Using the records that follow, tally the lines containing the word "every" and state only the count.

*** SUPPLIED DATA ***

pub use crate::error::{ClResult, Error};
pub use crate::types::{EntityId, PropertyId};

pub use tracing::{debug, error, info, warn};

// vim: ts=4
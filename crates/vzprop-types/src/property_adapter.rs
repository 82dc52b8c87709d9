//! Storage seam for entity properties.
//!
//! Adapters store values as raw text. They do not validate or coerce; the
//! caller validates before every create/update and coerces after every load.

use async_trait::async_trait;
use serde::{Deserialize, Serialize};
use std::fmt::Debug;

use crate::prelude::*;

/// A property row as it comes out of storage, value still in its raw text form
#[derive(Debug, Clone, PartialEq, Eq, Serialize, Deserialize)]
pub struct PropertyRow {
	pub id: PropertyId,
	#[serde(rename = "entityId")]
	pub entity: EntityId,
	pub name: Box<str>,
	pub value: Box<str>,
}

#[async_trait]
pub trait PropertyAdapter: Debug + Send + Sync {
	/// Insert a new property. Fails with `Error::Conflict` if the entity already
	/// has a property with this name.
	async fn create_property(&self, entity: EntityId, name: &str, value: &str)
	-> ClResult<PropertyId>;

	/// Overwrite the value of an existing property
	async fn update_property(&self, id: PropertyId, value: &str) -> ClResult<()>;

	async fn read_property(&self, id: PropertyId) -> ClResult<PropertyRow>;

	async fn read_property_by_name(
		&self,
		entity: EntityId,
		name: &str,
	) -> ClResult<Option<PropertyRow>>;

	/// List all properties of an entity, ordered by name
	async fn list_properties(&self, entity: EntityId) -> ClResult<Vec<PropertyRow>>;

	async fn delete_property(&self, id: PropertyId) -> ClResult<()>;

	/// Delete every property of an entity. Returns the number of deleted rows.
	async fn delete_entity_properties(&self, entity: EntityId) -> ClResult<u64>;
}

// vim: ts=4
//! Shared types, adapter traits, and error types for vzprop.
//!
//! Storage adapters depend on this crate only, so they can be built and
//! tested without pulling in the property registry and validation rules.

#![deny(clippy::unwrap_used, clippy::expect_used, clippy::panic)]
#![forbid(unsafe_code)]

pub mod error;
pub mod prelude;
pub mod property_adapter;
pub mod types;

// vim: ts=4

*** End of SUPPLIED DATA ***
*** SUPPLIED DATA ***

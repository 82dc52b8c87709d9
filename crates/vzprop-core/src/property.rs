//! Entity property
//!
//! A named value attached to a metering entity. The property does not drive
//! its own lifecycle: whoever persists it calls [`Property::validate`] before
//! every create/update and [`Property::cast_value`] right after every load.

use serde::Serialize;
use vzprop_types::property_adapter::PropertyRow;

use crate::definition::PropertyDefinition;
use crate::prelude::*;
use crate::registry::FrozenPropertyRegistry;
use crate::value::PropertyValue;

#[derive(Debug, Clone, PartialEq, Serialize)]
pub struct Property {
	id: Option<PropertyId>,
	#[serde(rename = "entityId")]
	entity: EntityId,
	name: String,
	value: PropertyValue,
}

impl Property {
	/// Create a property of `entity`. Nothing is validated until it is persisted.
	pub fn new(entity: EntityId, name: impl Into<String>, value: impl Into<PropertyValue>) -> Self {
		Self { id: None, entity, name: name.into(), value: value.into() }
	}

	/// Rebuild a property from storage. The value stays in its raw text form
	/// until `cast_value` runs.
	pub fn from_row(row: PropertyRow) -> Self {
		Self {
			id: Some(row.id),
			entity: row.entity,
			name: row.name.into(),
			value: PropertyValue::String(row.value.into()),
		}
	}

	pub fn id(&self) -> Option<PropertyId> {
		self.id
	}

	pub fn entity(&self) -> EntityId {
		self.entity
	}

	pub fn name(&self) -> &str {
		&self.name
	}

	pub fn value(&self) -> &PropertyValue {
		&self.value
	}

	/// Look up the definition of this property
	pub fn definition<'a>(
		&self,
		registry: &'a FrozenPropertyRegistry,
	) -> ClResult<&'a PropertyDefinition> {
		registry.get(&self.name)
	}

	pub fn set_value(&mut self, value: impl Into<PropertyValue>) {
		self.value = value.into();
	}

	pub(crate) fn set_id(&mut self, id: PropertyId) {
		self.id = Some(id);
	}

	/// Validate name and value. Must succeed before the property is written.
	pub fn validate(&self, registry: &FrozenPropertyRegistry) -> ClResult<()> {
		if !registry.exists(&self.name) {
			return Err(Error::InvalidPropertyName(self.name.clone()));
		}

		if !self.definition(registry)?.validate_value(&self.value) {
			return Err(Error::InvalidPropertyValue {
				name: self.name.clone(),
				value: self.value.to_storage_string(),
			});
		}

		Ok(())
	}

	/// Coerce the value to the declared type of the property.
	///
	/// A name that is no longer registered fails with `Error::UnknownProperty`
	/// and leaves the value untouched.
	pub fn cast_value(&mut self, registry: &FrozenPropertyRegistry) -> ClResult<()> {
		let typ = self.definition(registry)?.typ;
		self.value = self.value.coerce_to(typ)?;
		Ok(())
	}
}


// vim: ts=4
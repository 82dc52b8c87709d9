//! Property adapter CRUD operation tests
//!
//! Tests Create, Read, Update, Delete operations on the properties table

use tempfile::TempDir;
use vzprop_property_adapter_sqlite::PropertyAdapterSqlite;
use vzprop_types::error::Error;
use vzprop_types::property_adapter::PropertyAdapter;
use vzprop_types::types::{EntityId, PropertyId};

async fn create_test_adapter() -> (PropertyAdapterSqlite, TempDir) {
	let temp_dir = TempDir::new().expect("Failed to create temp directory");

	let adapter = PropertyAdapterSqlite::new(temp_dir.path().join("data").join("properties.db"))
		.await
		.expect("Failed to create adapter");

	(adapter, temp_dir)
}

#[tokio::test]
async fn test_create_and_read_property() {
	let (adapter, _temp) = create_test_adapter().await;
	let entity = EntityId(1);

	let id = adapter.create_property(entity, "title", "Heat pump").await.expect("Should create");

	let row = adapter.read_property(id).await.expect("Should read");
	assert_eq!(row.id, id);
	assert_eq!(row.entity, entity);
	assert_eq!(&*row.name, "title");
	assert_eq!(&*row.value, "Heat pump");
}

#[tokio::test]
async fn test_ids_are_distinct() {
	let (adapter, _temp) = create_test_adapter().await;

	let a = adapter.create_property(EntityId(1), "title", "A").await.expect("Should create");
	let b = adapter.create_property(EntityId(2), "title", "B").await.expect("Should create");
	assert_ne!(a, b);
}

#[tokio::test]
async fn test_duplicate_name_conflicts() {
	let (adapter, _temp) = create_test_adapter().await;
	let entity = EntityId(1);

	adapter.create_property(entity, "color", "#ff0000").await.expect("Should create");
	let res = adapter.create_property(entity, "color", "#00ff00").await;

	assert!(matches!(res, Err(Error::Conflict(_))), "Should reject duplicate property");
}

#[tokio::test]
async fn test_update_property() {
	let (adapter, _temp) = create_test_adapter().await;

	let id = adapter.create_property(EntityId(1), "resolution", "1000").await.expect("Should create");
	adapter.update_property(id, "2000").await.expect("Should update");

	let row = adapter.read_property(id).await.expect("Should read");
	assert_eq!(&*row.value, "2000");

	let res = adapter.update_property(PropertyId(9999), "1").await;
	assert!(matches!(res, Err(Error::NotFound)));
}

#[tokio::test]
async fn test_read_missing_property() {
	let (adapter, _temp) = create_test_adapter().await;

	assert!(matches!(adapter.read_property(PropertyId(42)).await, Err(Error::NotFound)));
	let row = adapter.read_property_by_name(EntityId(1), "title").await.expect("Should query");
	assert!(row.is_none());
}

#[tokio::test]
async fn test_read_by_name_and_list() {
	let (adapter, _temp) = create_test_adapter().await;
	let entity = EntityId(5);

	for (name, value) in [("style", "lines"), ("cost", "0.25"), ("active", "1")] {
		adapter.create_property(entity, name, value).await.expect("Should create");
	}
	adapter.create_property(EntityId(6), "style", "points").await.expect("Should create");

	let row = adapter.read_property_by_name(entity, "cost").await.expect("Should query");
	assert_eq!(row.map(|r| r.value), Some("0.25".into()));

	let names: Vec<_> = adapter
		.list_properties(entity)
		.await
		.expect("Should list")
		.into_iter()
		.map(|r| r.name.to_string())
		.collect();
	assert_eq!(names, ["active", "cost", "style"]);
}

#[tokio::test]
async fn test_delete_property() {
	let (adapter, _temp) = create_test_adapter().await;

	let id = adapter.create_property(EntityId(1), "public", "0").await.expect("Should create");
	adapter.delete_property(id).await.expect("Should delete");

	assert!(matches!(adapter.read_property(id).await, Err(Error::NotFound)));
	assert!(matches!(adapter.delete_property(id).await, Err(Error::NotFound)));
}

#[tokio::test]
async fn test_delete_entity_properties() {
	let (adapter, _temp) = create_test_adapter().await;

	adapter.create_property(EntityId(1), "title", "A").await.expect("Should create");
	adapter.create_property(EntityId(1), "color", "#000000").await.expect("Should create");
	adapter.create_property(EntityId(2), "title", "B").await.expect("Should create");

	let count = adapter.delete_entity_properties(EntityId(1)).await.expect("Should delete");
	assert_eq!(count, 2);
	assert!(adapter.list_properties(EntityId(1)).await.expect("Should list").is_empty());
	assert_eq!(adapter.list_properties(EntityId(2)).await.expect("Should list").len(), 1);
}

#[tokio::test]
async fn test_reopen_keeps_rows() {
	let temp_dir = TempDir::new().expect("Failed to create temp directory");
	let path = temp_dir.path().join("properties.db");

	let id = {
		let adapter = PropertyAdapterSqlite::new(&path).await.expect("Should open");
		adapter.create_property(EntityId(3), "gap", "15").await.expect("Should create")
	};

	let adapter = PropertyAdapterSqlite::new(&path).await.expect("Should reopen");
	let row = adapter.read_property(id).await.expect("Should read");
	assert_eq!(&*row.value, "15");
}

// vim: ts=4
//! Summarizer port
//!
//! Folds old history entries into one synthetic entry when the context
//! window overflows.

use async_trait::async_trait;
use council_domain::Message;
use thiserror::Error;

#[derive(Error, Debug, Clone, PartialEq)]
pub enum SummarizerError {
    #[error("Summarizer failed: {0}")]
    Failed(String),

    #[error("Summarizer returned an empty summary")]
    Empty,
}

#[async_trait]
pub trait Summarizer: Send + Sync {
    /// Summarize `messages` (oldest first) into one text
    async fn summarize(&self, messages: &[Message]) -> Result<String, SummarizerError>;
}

*** End of SUPPLIED DATA ***
*** SUPPLIED DATA ***

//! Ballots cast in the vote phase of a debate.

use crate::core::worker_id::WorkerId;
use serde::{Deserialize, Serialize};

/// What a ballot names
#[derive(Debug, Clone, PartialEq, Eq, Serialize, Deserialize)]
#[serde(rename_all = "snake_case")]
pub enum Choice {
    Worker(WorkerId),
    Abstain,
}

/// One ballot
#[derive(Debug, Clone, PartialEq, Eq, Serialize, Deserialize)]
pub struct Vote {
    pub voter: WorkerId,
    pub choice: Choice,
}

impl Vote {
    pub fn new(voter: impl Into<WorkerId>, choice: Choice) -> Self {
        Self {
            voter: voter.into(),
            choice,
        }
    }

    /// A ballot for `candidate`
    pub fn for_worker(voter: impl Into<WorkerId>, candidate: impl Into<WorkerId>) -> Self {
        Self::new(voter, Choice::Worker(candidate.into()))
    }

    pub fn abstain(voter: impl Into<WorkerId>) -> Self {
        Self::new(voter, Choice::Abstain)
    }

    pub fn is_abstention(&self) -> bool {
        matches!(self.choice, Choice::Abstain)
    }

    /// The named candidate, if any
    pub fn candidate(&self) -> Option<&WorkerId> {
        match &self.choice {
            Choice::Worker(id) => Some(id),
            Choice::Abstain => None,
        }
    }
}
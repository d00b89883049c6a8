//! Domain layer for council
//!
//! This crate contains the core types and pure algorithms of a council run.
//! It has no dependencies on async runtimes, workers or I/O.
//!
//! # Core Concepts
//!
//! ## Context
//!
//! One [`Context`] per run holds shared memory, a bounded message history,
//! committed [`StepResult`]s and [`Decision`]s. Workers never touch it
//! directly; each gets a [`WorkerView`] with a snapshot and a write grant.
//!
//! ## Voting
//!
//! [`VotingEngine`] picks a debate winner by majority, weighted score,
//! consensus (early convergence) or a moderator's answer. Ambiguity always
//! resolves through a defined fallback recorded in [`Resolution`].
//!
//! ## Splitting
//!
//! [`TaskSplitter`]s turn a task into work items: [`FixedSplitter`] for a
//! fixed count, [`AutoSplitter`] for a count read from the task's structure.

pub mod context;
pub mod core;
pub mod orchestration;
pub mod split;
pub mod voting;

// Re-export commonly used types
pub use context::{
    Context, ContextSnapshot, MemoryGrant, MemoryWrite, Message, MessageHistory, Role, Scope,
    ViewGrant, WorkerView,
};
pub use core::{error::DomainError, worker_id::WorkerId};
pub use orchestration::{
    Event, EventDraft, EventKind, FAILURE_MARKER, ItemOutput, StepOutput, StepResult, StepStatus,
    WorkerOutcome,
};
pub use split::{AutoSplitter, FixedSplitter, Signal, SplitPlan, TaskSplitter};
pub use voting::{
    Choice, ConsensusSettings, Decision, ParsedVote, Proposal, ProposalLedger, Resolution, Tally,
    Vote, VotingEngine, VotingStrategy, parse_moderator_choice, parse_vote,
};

*** End of SUPPLIED DATA ***

- SOLUTION BELOW:
3